Monday, March 1, 2010

English Muffins

Originally eaten by the "downstairs" servants in England's Victorian society, the English muffin surfaced and rose to prominence in Great Britain when members of all classes of society became aware of its goodness. The family baker made English muffins from leftover bread and biscuit dough scraps and mashed potatoes. He fried the batter on a hot griddle, creating light, crusty muffins for the servants. Once members of the "upstairs" family tasted these rich muffins, they began to request them for themselves - especially during teatime.

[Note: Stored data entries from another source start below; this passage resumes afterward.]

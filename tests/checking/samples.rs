#[cfg(test)]
mod samples {
    use std::fs;
    use std::path::Path;

    use karel::checking;
    use karel::language::Settings;

    #[test]
    fn ensure_samples_validate() {
        let dir = Path::new("tests/samples/");

        assert!(dir.exists(), "samples directory missing");

        let entries = fs::read_dir(dir).expect("Failed to read samples directory");

        let mut files = Vec::new();
        for entry in entries {
            let entry = entry.expect("Failed to read directory entry");
            let path = entry.path();

            if path
                .extension()
                .and_then(|s| s.to_str())
                == Some("karel")
            {
                files.push(path);
            }
        }

        assert!(!files.is_empty(), "No .karel files found in samples directory");

        let mut failures = Vec::new();

        for file in &files {
            let content = checking::load(&file)
                .unwrap_or_else(|e| panic!("Failed to load file {:?}: {:?}", file, e));

            let report = checking::validate(&content, Settings::default());
            if !report
                .problems
                .is_empty()
            {
                println!("File {:?} has problems: {:?}", file, report.problems);
                failures.push(file.clone());
            }
        }

        if !failures.is_empty() {
            panic!(
                "Sample files should validate cleanly, but {} files failed",
                failures.len()
            );
        }
    }
}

I am sincerely trying to get over my fear of bread making. With some help of beautiful and inspirational blogs like One Perfect Bite I'm carefully trying. Quick breads, I'm decent at but real bread with real yeast, Heaven help us all. I also live in fear of getting good at it and then my husband and I will roll through life like a couple of big round sourdough loaves. Yikes! The stuff my nightmares are made of!
English Muffins recipe Adapted from King Arthur Flour
1-3/4 C. milk, warm
3 T butter 1-1/4 tsp salt 2 T sugar 1 large egg, lightly beaten 4 to 4-1/2 C King Arthur Unbleached Bread Flour 2 tsp instant yeast
Combine yeast with warm milk and set aside for a few minutes until it begins to bubble. Combine all remaining dry ingredients into large bowl of food processor with dough attachment. Pulse to combine. Add melted butter with processor running on dough setting, then add egg and milk with yeast. Run processor until dough pulls away from the sides. Transfer dough to surface dusted with corn meal. Roll out dough to 1/2-inch thick. Cut out circles with floured 4-inch cutter. Re-roll and cut out leftover dough. Cover the muffins with a damp cloth and let rest for about 20 minutes.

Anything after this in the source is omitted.